Voters in eight states and the District of Columbia continue to protest the deadly coronavirus epidemic on Tuesday and throughout the country in connection with George Floyd’s death while in police custody in Minneapolis.
Four states – Indiana, Maryland, Pennsylvania and Rhode Island – have held their presidential primaries Tuesday after postponing early April or early May due to health concerns related to the Corona virus outbreak.
Like many states, Pennsylvania has seen the number of people wanting to receive postal votes, and on Monday the state’s Tom Wolf extended the deadline for receiving them in Pittsburgh, Philadelphia and many other counties.
“We think we’re ready,” Pennsylvania Democratic Party chair Nancy Patton Mills told the Associated Press.

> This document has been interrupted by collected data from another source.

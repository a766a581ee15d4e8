//! Reasoning service backed by the OpenAI Responses API

use async_trait::async_trait;
use oracle_core::{OracleError, OracleResult};
use oracle_tools::ToolDefinition;
use reqwest::Client;
use serde::{Deserialize, Serialize};
use tokio_util::sync::CancellationToken;
use tracing::{debug, instrument};

use crate::reasoning::{InputItem, ReasoningRequest, ReasoningResponse, ReasoningService, ToolCall};

pub const DEFAULT_BASE_URL: &str = "https://api.openai.com/v1";
pub const DEFAULT_MODEL: &str = "gpt-4o";

#[derive(Debug, Clone)]
pub struct OpenAIReasoner {
    client: Client,
    api_key: String,
    base_url: String,
    model: String,
}

#[derive(Debug, Serialize)]
struct ResponsesRequest<'a> {
    model: &'a str,
    instructions: &'a str,
    input: &'a [InputItem],
    #[serde(skip_serializing_if = "no_tools")]
    tools: &'a [ToolDefinition],
    #[serde(skip_serializing_if = "Option::is_none")]
    temperature: Option<f32>,
}

fn no_tools(tools: &&[ToolDefinition]) -> bool {
    tools.is_empty()
}

#[derive(Debug, Deserialize)]
struct ResponsesBody {
    #[serde(default)]
    output: Vec<OutputItem>,
    #[serde(default)]
    error: Option<ApiError>,
}

#[derive(Debug, Deserialize)]
struct ApiError {
    #[serde(default)]
    message: String,
}

#[derive(Debug, Deserialize)]
#[serde(tag = "type", rename_all = "snake_case")]
enum OutputItem {
    Message {
        #[serde(default)]
        content: Vec<OutputContent>,
    },
    FunctionCall {
        call_id: String,
        name: String,
        #[serde(default)]
        arguments: String,
    },
    CustomToolCall {
        call_id: String,
        name: String,
        #[serde(default)]
        input: String,
    },
    /// Hosted tool activity (web search, reasoning summaries, ...)
    #[serde(other)]
    Other,
}

#[derive(Debug, Deserialize)]
#[serde(tag = "type", rename_all = "snake_case")]
enum OutputContent {
    OutputText { text: String },
    Refusal { refusal: String },
    #[serde(other)]
    Other,
}

impl OpenAIReasoner {
    pub fn new(api_key: impl Into<String>) -> Result<Self, OracleError> {
        let client = Client::builder()
            .timeout(std::time::Duration::from_secs(180))
            .build()
            .map_err(|e| OracleError::network(format!("Failed to create HTTP client: {}", e)))?;

        Ok(Self {
            client,
            api_key: api_key.into(),
            base_url: DEFAULT_BASE_URL.to_string(),
            model: DEFAULT_MODEL.to_string(),
        })
    }

    /// Reads OPENAI_API_KEY, OPENAI_BASE_URL and OPENAI_MODEL
    pub fn from_env() -> Result<Self, OracleError> {
        let api_key = std::env::var("OPENAI_API_KEY")
            .map_err(|_| OracleError::config("OPENAI_API_KEY environment variable not set"))?;

        let mut reasoner = Self::new(api_key)?;
        if let Ok(base_url) = std::env::var("OPENAI_BASE_URL") {
            reasoner = reasoner.with_base_url(&base_url);
        }
        if let Ok(model) = std::env::var("OPENAI_MODEL") {
            reasoner = reasoner.with_model(&model);
        }
        Ok(reasoner)
    }

    pub fn with_model(mut self, model: &str) -> Self {
        self.model = model.to_string();
        self
    }

    pub fn with_base_url(mut self, base_url: &str) -> Self {
        self.base_url = base_url.trim_end_matches('/').to_string();
        self
    }

    pub fn model(&self) -> &str {
        &self.model
    }

    async fn send(&self, request: &ReasoningRequest) -> OracleResult<ReasoningResponse> {
        let url = format!("{}/responses", self.base_url);
        let body = ResponsesRequest {
            model: &self.model,
            instructions: &request.instructions,
            input: &request.input,
            tools: &request.tools,
            temperature: request.temperature,
        };

        let response = self
            .client
            .post(&url)
            .bearer_auth(&self.api_key)
            .json(&body)
            .send()
            .await
            .map_err(|e| OracleError::network(format!("OpenAI API request failed: {}", e)))?;

        if !response.status().is_success() {
            let status = response.status();
            let body = response.text().await.unwrap_or_default();
            return Err(OracleError::api(format!("OpenAI API error ({}): {}", status, body)));
        }

        let body: ResponsesBody = response
            .json()
            .await
            .map_err(|e| OracleError::parse(format!("Failed to parse OpenAI response: {}", e)))?;

        into_reasoning_response(body)
    }
}

fn into_reasoning_response(body: ResponsesBody) -> OracleResult<ReasoningResponse> {
    if let Some(error) = body.error {
        return Err(OracleError::api(format!("OpenAI API error: {}", error.message)));
    }

    let mut text = String::new();
    let mut tool_calls = Vec::new();
    let mut refusal = None;

    for item in body.output {
        match item {
            OutputItem::Message { content } => {
                for part in content {
                    match part {
                        OutputContent::OutputText { text: chunk } => text.push_str(&chunk),
                        OutputContent::Refusal { refusal: reason } => refusal = Some(reason),
                        OutputContent::Other => {}
                    }
                }
            }
            OutputItem::FunctionCall { call_id, name, arguments } => {
                tool_calls.push(ToolCall::function(call_id, name, arguments));
            }
            OutputItem::CustomToolCall { call_id, name, input } => {
                tool_calls.push(ToolCall::custom(call_id, name, input));
            }
            OutputItem::Other => {}
        }
    }

    if text.is_empty() && tool_calls.is_empty() {
        return Err(match refusal {
            Some(reason) => OracleError::api(format!("OpenAI refused the request: {}", reason)),
            None => OracleError::parse("No response from OpenAI"),
        });
    }

    Ok(ReasoningResponse { text, tool_calls })
}

#[async_trait]
impl ReasoningService for OpenAIReasoner {
    #[instrument(skip(self, request, cancel), fields(model = %self.model, web = request.uses_web_search()))]
    async fn respond(&self, request: &ReasoningRequest, cancel: &CancellationToken) -> OracleResult<ReasoningResponse> {
        debug!(items = request.input.len(), tools = request.tools.len(), "Sending reasoning request");

        tokio::select! {
            biased;
            _ = cancel.cancelled() => Err(OracleError::cancelled("reasoning request cancelled")),
            response = self.send(request) => response,
        }
    }
}
//! `tools`: print the tool definitions offered to the reasoning service

use std::sync::Arc;

use oracle_tools::{standard_registry, MetricsCollector};
use tracing::info;

use crate::config::OracleConfig;

use super::emit_json;

pub async fn list_tools(config: &OracleConfig, include_hosted: bool) -> anyhow::Result<()> {
    let registry = standard_registry(&config.tools, &Arc::new(MetricsCollector::new()))?;
    let definitions = registry.definitions(include_hosted);
    info!("{} tool definitions", definitions.len());
    emit_json(&definitions, None).await
}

“Thank you. We have the opportunity to do this in the first place, because we don’t know where we will be with the epidemic in November.”
Joe Biden, the Democratic presidential nominee, will be formally nominated if he wins 89 percent of the delegates on Tuesday.
The former vice-president, who was shot in front of the Democratic Party following a strong showing at the Super Tuesdays in March, needs 1,991 delegates to win the nomination.
Biden has 1,550 delegates and has 479.
Sen in Vermont in April. Bernie Sanders is the only Democrat in Biden since he quit the race.
Sanders, who backed Biden’s candidacy, urged his supporters to return to the former home, not actively campaigning.
But he still hopes to gather delegates, so he can use them as a bargaining chip to push his progressive policies at the August Democratic National Convention in Milwaukee.
“People who support Bernie Sanders and his agenda should vote for Bernie Sanders who wants to increase the influence of progressives at the conference,” senior adviser Jeff Weaver told the AP.
President Trump has not been the primary Republican challenger since former Massachusetts Gov. Bill Weld stepped down in March.
Once the president’s decision is over, the under-ballot and the race for the House and Senate will be key.
In addition to weighing on which candidate to vote for, voters must consider the health risks of voting during epidemics and guide the curfews enacted following the protests that have become violent in many cities.
In Washington, DC, Mayor Muriel Bowser will allow voters to stay out after 7 p.m. Curfew so they can go to polling places open until 8 pm.
The same applies to Philadelphia, where voters can go to the polls at 6 p.m. Curfew.
Other states that primarily hold on Tuesday include Iowa, Montana, New Mexico and South Dakota.